Мне бы хотелось отметить, что в последние несколько лет в России стали более открыто и активно говорить о смерти в публичном пространстве. О смерти говорят в философском, антропологическом и прикладном контексте. Различные специалисты — патологоанатомы, работники хосписов и похоронных агентств, социологи и танатопсихологи — заводят блоги в социальных сетях и рассказывают о своих исследованиях. 

Есть и регулярные мероприятия: к примеру, встречи кафе смерти и Death Conf — неформальная конференция о смерти, которую устраивают мои коллеги из питерского культурно-образовательного объединения «Трава». Я сразу же в влюбилась в Death Conf, выступала на ней пять раз, а потом и сама стала ее амбассадором и куратором программы в других городах. 

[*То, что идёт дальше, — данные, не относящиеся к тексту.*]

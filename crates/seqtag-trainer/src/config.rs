//! Run and training configuration.

use std::fs;
use std::path::{Path, PathBuf};

use anyhow::{Context, Result, bail};
use seqtag_core::ModelKind;
use seqtag_core::model::hparams::{
    DEFAULT_DROPOUT, DEFAULT_EMBEDDING_DIM, DEFAULT_HIDDEN_DIM, DEFAULT_NUM_LAYERS,
};
use serde::{Deserialize, Serialize};

pub const DEFAULT_SEED: u64 = 1873337;
pub const DEFAULT_MAX_LEN: usize = 80;
pub const DEFAULT_BATCH_SIZE: usize = 64;
pub const DEFAULT_LEARNING_RATE: f64 = 1e-3;
pub const DEFAULT_CLIP_NORM: f64 = 5.0;

/// Everything one end-to-end run needs. Every field has a default, so a JSON
/// config file only has to name what it changes.
#[derive(Debug, Clone, Serialize, Deserialize)]
#[serde(default)]
pub struct RunConfig {
    pub data_dir: PathBuf,
    pub train_file: String,
    pub dev_file: String,
    pub test_file: String,
    /// Embeddings are read from here; checkpoints, metrics and the report are
    /// written here.
    pub resources_dir: PathBuf,
    /// Word-vector file inside `resources_dir`. Skipped with a warning when
    /// absent.
    pub embeddings_file: Option<String>,
    pub model: ModelKind,
    pub seed: u64,
    pub max_len: usize,
    pub batch_size: usize,
    pub epochs: usize,
    pub embedding_dim: usize,
    pub hidden_dim: usize,
    pub num_layers: usize,
    pub bidirectional: bool,
    pub dropout: f32,
    pub learning_rate: f64,
    pub shuffle: bool,
    pub use_gpu: bool,
}

impl Default for RunConfig {
    fn default() -> Self {
        Self {
            data_dir: PathBuf::from("data"),
            train_file: "train.tsv".into(),
            dev_file: "dev.tsv".into(),
            test_file: "test.tsv".into(),
            resources_dir: PathBuf::from("resources"),
            embeddings_file: Some("wiki.en.vec".into()),
            model: ModelKind::Crf,
            seed: DEFAULT_SEED,
            max_len: DEFAULT_MAX_LEN,
            batch_size: DEFAULT_BATCH_SIZE,
            epochs: 1,
            embedding_dim: DEFAULT_EMBEDDING_DIM,
            hidden_dim: DEFAULT_HIDDEN_DIM,
            num_layers: DEFAULT_NUM_LAYERS,
            bidirectional: true,
            dropout: DEFAULT_DROPOUT,
            learning_rate: DEFAULT_LEARNING_RATE,
            shuffle: false,
            use_gpu: true,
        }
    }
}

impl RunConfig {
    pub fn load<P: AsRef<Path>>(path: P) -> Result<Self> {
        let path = path.as_ref();
        let raw = fs::read_to_string(path)
            .with_context(|| format!("failed to read config {}", path.display()))?;
        let config: Self = serde_json::from_str(&raw)
            .with_context(|| format!("failed to parse config {}", path.display()))?;
        Ok(config)
    }

    pub fn validate(&self) -> Result<()> {
        if self.batch_size == 0 {
            bail!("batch size must be positive");
        }
        if self.epochs == 0 {
            bail!("at least one epoch is required");
        }
        if self.learning_rate.is_nan() || self.learning_rate <= 0.0 {
            bail!("learning rate must be positive, got {}", self.learning_rate);
        }
        Ok(())
    }

    pub fn train_path(&self) -> PathBuf {
        self.data_dir.join(&self.train_file)
    }

    pub fn dev_path(&self) -> PathBuf {
        self.data_dir.join(&self.dev_file)
    }

    pub fn test_path(&self) -> PathBuf {
        self.data_dir.join(&self.test_file)
    }

    pub fn embeddings_path(&self) -> Option<PathBuf> {
        self.embeddings_file
            .as_ref()
            .map(|file| self.resources_dir.join(file))
    }

    pub fn checkpoint_dir(&self, model_name: &str) -> PathBuf {
        self.resources_dir.join(format!("{model_name}_model"))
    }

    pub fn metrics_path(&self, model_name: &str) -> PathBuf {
        self.resources_dir.join("runs").join(format!("{model_name}.jsonl"))
    }

    pub fn report_path(&self, model_name: &str) -> PathBuf {
        self.resources_dir.join(format!("{model_name}_report.json"))
    }

    pub fn training_config(&self, model_name: &str) -> TrainingConfig {
        let mut config = TrainingConfig::for_kind(self.model, self.epochs);
        config.learning_rate = self.learning_rate;
        config.shuffle_seed = self.shuffle.then_some(self.seed);
        config.checkpoint_dir = Some(self.checkpoint_dir(model_name));
        config
    }
}

/// `ReduceLROnPlateau` settings.
#[derive(Debug, Clone, Copy, PartialEq, Serialize, Deserialize)]
pub struct PlateauConfig {
    pub factor: f64,
    pub patience: usize,
    /// Relative improvement needed to count as better.
    pub threshold: f64,
    pub min_lr: f64,
    /// Reductions smaller than this are ignored.
    pub eps: f64,
}

impl Default for PlateauConfig {
    fn default() -> Self {
        Self {
            factor: 0.1,
            patience: 2,
            threshold: 1e-4,
            min_lr: 0.0,
            eps: 1e-8,
        }
    }
}

/// Knobs of the training loop itself.
#[derive(Debug, Clone, PartialEq, Serialize, Deserialize)]
pub struct TrainingConfig {
    pub epochs: usize,
    pub learning_rate: f64,
    /// Global L2 norm the gradients are clipped to before every step.
    pub clip_norm: f64,
    /// Early-stopping patience in epochs.
    pub patience: usize,
    pub plateau: Option<PlateauConfig>,
    /// Shuffle the training examples every epoch with this seed.
    pub shuffle_seed: Option<u64>,
    /// Where the best model is saved; nothing is saved when unset.
    pub checkpoint_dir: Option<PathBuf>,
}

impl TrainingConfig {
    /// Baseline: patience 5, fixed learning rate.
    /// CRF: patience 10, learning rate reduced on plateau.
    pub fn for_kind(kind: ModelKind, epochs: usize) -> Self {
        let (patience, plateau) = match kind {
            ModelKind::Baseline => (5, None),
            ModelKind::Crf => (10, Some(PlateauConfig::default())),
        };
        Self {
            epochs,
            learning_rate: DEFAULT_LEARNING_RATE,
            clip_norm: DEFAULT_CLIP_NORM,
            patience,
            plateau,
            shuffle_seed: None,
            checkpoint_dir: None,
        }
    }
}

#[cfg(test)]
mod tests {
    use super::*;

    #[test]
    fn test_defaults_reproduce_reference_run() {
        let config = RunConfig::default();
        assert_eq!(config.seed, 1873337);
        assert_eq!(config.max_len, 80);
        assert_eq!(config.batch_size, 64);
        assert_eq!(config.epochs, 1);
        assert_eq!(config.model, ModelKind::Crf);
        assert_eq!(config.embedding_dim, 300);
        assert_eq!(config.train_path(), PathBuf::from("data/train.tsv"));
        assert_eq!(
            config.embeddings_path(),
            Some(PathBuf::from("resources/wiki.en.vec"))
        );
        config.validate().unwrap();
    }

    #[test]
    fn test_partial_json_keeps_defaults() {
        let config: RunConfig =
            serde_json::from_str(r#"{"model": "baseline", "epochs": 3}"#).unwrap();
        assert_eq!(config.model, ModelKind::Baseline);
        assert_eq!(config.epochs, 3);
        assert_eq!(config.batch_size, DEFAULT_BATCH_SIZE);
    }

    #[test]
    fn test_presets_per_kind() {
        let baseline = TrainingConfig::for_kind(ModelKind::Baseline, 4);
        assert_eq!(baseline.patience, 5);
        assert!(baseline.plateau.is_none());

        let crf = TrainingConfig::for_kind(ModelKind::Crf, 4);
        assert_eq!(crf.patience, 10);
        assert_eq!(crf.plateau, Some(PlateauConfig::default()));
        assert_eq!(crf.clip_norm, 5.0);
    }

    #[test]
    fn test_invalid_config_rejected() {
        let config = RunConfig {
            batch_size: 0,
            ..RunConfig::default()
        };
        assert!(config.validate().is_err());
    }
}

Сейчас я работаю над организацией первой московской Big Death Conf про смерть, умирание и бессмертие. Чуть позже я планирую провести Death Conf в Москве, Новосибирске, Красноярске и снова в Екатеринбурге. Я надеюсь привлечь местных исследователей, вместого того чтобы возить везде одних и тех же спикеров из Москвы и Санкт-Петербурга. 

Помимо этого, я продумываю выставочную программу для пространства «Конструктор», которое курирую вместе с подругой, фотографом Ариной Дейкиной. Скоро мы откроем там междисциплинарную выставку на тему смерти. «Конструктор» мы только начинаем развивать, но планы у нас большие: выставки — групповые и персональные, арт-резиденции, поддержка фотографов и визуальных художников, лекции, конференции, интенсивы, кинопоказы.

Также я работаю над выставкой памяти своего папы, который умер в феврале 2020 года. Она запланирована на август, к его семидесятилетию. Там тоже будет open call для художников, у которых есть высказывания про потерю близкого, отношения с родителями и память. 

По-прежнему продолжаю писать в свой блог и преподавать. Еще у меня в планах написание книги про посмертную фотографию, предисловие к ней уже готово.